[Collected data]
★ ★ ★ ★ ★ ★ ★
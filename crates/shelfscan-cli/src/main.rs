use std::path::{Path, PathBuf};
use std::time::Instant;

use anyhow::{Context, Result};
use clap::{ArgAction, Parser, Subcommand};
use tracing_subscriber::EnvFilter;
use tracing_subscriber::layer::SubscriberExt;
use tracing_subscriber::util::SubscriberInitExt;

use shelfscan_core::error::ExitCode;
use shelfscan_core::{AppConfig, FilenameParser, MetadataRecord, analyze_collection, scan_directory};
use shelfscan_enrich::{ArchiveCapabilities, BatchSummary, Pipeline, RecordSink};

// ─── CLI Definition ─────────────────────────────────────────────────────────

#[derive(Parser)]
#[command(
    name = "shelfscan",
    about = "Resolve ebook and comic metadata from files, archives and online catalogs",
    version,
    long_about = None
)]
struct Cli {
    #[command(subcommand)]
    command: Commands,

    /// Output in JSON format. Also enabled by setting SHELFSCAN_JSON=1.
    #[arg(long, global = true)]
    json: bool,

    /// Skip online catalog lookups.
    #[arg(long, global = true)]
    offline: bool,

    /// Use this config file instead of the default location.
    #[arg(long, global = true, value_name = "PATH")]
    config: Option<PathBuf>,

    /// More log output on stderr (-v debug, -vv trace).
    #[arg(short, long, global = true, action = ArgAction::Count)]
    verbose: u8,
}

#[derive(Subcommand)]
enum Commands {
    /// Resolve metadata for individual files.
    Process {
        #[arg(required = true)]
        files: Vec<PathBuf>,
    },

    /// Resolve metadata for every book file in a directory.
    Scan {
        dir: PathBuf,
        #[command(flatten)]
        depth: Depth,
    },

    /// Summarize a directory from file names alone.
    Analyze {
        dir: PathBuf,
        #[command(flatten)]
        depth: Depth,
    },

    /// Config management.
    Config {
        #[command(subcommand)]
        action: ConfigAction,
    },
}

#[derive(clap::Args)]
struct Depth {
    /// Descend into subdirectories.
    #[arg(long, conflicts_with = "flat")]
    recursive: bool,
    /// Only look at the top-level directory.
    #[arg(long)]
    flat: bool,
}

impl Depth {
    fn resolve(&self, config: &AppConfig) -> bool {
        if self.flat {
            false
        } else {
            self.recursive || config.scan.recursive
        }
    }
}

#[derive(Subcommand)]
enum ConfigAction {
    /// Print the effective configuration.
    Show,
    /// Print the config file location.
    Path,
    /// Write a default config file.
    Init {
        #[arg(long)]
        force: bool,
    },
}

// ─── Output ──────────────────────────────────────────────────────────────────

/// Prints records as they arrive, or holds them for one JSON envelope.
struct OutputSink {
    json: bool,
    records: Vec<MetadataRecord>,
}

impl OutputSink {
    fn new(json: bool) -> Self {
        Self {
            json,
            records: Vec::new(),
        }
    }
}

impl RecordSink for OutputSink {
    fn accept(&mut self, path: &Path, record: MetadataRecord) -> shelfscan_enrich::Result<()> {
        if self.json {
            self.records.push(record);
        } else {
            print_record(path, &record);
        }
        Ok(())
    }
}

fn print_record(path: &Path, record: &MetadataRecord) {
    println!("{}", path.display());
    let text = [
        ("title", record.title.as_deref()),
        ("author", record.author.as_deref()),
        ("series", record.series.as_deref()),
        ("isbn", record.isbn.as_deref()),
        ("publisher", record.publisher.as_deref()),
        ("language", record.language.as_deref()),
        ("genre", record.genre.as_deref()),
        ("format", record.file_format.as_deref()),
    ];
    for (label, value) in text {
        if let Some(value) = value {
            println!("  {label:<10} {value}");
        }
    }
    let numbers = [
        ("issue", record.issue_number.map(i64::from)),
        ("year", record.published_year.map(i64::from)),
        ("pages", record.page_count.map(i64::from)),
    ];
    for (label, value) in numbers {
        if let Some(value) = value {
            println!("  {label:<10} {value}");
        }
    }
}

fn print_json(val: &serde_json::Value) -> Result<()> {
    println!("{}", serde_json::to_string_pretty(val)?);
    Ok(())
}

fn init_tracing(verbose: u8) {
    let filter = match verbose {
        0 => EnvFilter::try_from_default_env().unwrap_or_else(|_| EnvFilter::new("info")),
        1 => EnvFilter::new("debug"),
        _ => EnvFilter::new("trace"),
    };
    tracing_subscriber::registry()
        .with(filter)
        .with(tracing_subscriber::fmt::layer().with_writer(std::io::stderr))
        .init();
}

// ─── Main ────────────────────────────────────────────────────────────────────

#[tokio::main]
async fn main() -> Result<()> {
    let start = Instant::now();
    let cli = Cli::parse();
    init_tracing(cli.verbose);

    let json_output = cli.json || std::env::var("SHELFSCAN_JSON").as_deref() == Ok("1");
    let config_path = cli.config.clone().unwrap_or_else(AppConfig::config_path);
    let mut config = AppConfig::load_from(&config_path)
        .with_context(|| format!("loading config from {}", config_path.display()))?;
    if cli.offline {
        config.catalog.enabled = false;
    }

    match cli.command {
        Commands::Process { files } => {
            let pipeline = Pipeline::from_config(&config, ArchiveCapabilities::detect())?;
            let mut sink = OutputSink::new(json_output);
            let summary = pipeline.process_batch(&files, &mut sink).await;
            finish_batch(sink, summary, json_output, start)?;
        }

        Commands::Scan { dir, depth } => {
            let recursive = depth.resolve(&config);
            let files = match scan_directory(&dir, recursive, &config.scan.extensions) {
                Ok(files) => files,
                Err(err) => fail(ExitCode::NotFound, &err.to_string(), json_output, start),
            };
            let pipeline = Pipeline::from_config(&config, ArchiveCapabilities::detect())?;
            let mut sink = OutputSink::new(json_output);
            let summary = pipeline.process_batch(&files, &mut sink).await;
            finish_batch(sink, summary, json_output, start)?;
        }

        Commands::Analyze { dir, depth } => {
            let recursive = depth.resolve(&config);
            let files = match scan_directory(&dir, recursive, &config.scan.extensions) {
                Ok(files) => files,
                Err(err) => fail(ExitCode::NotFound, &err.to_string(), json_output, start),
            };
            let stats =
                analyze_collection(&files, &config.scan.extensions, &FilenameParser::default());
            let dur = start.elapsed().as_millis();

            if json_output {
                print_json(&serde_json::json!({"status":"ok","data":stats,"meta":{"duration_ms":dur}}))?;
            } else {
                println!("Files:   {}", stats.total);
                println!("Authors: {}", stats.authors.len());
                for author in &stats.authors {
                    println!("  {author}");
                }
                println!("Formats:");
                for (ext, count) in &stats.formats {
                    println!("  {ext:<6} {count}");
                }
            }
        }

        Commands::Config { action } => {
            let dur = start.elapsed().as_millis();
            match action {
                ConfigAction::Show => {
                    if json_output {
                        print_json(&serde_json::json!({"status":"ok","data":config,"meta":{"duration_ms":dur}}))?;
                    } else {
                        print!("{}", toml::to_string_pretty(&config)?);
                    }
                }
                ConfigAction::Path => {
                    if json_output {
                        print_json(&serde_json::json!({"status":"ok","data":{"path":config_path},"meta":{"duration_ms":dur}}))?;
                    } else {
                        println!("{}", config_path.display());
                    }
                }
                ConfigAction::Init { force } => {
                    if config_path.exists() && !force {
                        fail(
                            ExitCode::InvalidArgs,
                            &format!("{} already exists (use --force)", config_path.display()),
                            json_output,
                            start,
                        );
                    }
                    AppConfig::default().save_to(&config_path)?;
                    if json_output {
                        print_json(&serde_json::json!({"status":"ok","data":{"written":config_path},"meta":{"duration_ms":dur}}))?;
                    } else {
                        println!("Wrote {}", config_path.display());
                    }
                }
            }
        }
    }

    Ok(())
}

fn finish_batch(
    sink: OutputSink,
    summary: BatchSummary,
    json_output: bool,
    start: Instant,
) -> Result<()> {
    let dur = start.elapsed().as_millis();
    if json_output {
        print_json(&batch_envelope(&sink.records, &summary, dur)?)?;
    } else {
        println!(
            "Processed {} file(s), skipped {}, failed {}.",
            summary.processed, summary.skipped, summary.failed
        );
        for failure in &summary.failures {
            eprintln!("  {failure}");
        }
    }

    if !summary.is_clean() {
        std::process::exit(ExitCode::PartialFailure as i32);
    }
    Ok(())
}

fn batch_envelope(
    records: &[MetadataRecord],
    summary: &BatchSummary,
    duration_ms: u128,
) -> Result<serde_json::Value> {
    let status = if summary.is_clean() { "ok" } else { "partial" };
    Ok(serde_json::json!({
        "status": status,
        "data": serde_json::to_value(records).context("serializing records")?,
        "summary": serde_json::to_value(summary).context("serializing batch summary")?,
        "meta": {"duration_ms": duration_ms}
    }))
}

fn fail(code: ExitCode, message: &str, json_output: bool, start: Instant) -> ! {
    let dur = start.elapsed().as_millis();
    if json_output {
        println!(
            "{}",
            serde_json::json!({"status":"error","message":message,"meta":{"duration_ms":dur}})
        );
    } else {
        eprintln!("Error: {message}");
    }
    std::process::exit(code as i32);
}

#[cfg(test)]
mod tests {
    use super::*;

    fn record(title: &str) -> MetadataRecord {
        MetadataRecord {
            title: Some(title.to_string()),
            file_format: Some("EPUB".to_string()),
            ..Default::default()
        }
    }

    #[test]
    fn json_sink_collects_records() {
        let mut sink = OutputSink::new(true);
        sink.accept(Path::new("/b/dune.epub"), record("Dune")).unwrap();
        sink.accept(Path::new("/b/emma.epub"), record("Emma")).unwrap();
        assert_eq!(sink.records.len(), 2);
        assert_eq!(sink.records[1].title.as_deref(), Some("Emma"));
    }

    #[test]
    fn envelope_reports_clean_batch() {
        let summary = BatchSummary {
            processed: 1,
            ..Default::default()
        };
        let value = batch_envelope(&[record("Dune")], &summary, 7).unwrap();
        assert_eq!(value["status"], "ok");
        assert_eq!(value["data"][0]["title"], "Dune");
        assert_eq!(value["data"][0]["file_format"], "EPUB");
        assert_eq!(value["summary"]["processed"], 1);
        assert_eq!(value["meta"]["duration_ms"], 7);
    }

    #[test]
    fn envelope_reports_partial_batch() {
        let summary = BatchSummary {
            processed: 0,
            skipped: 0,
            failed: 1,
            failures: vec!["/b/missing.epub: file not found".to_string()],
        };
        let value = batch_envelope(&[], &summary, 0).unwrap();
        assert_eq!(value["status"], "partial");
        assert_eq!(value["data"], serde_json::json!([]));
        assert_eq!(value["summary"]["failed"], 1);
    }
}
★ ★ ★ ★ ★ ★ ★
▶ _DIRECTIONS FOR THIS TASK_
Which lines above hold the string "derive"? Copy every one of them.

▶ _ANSWER TO THE EXERCISE_
#[derive(Parser)]
#[derive(Subcommand)]
#[derive(clap::Args)]
#[derive(Subcommand)]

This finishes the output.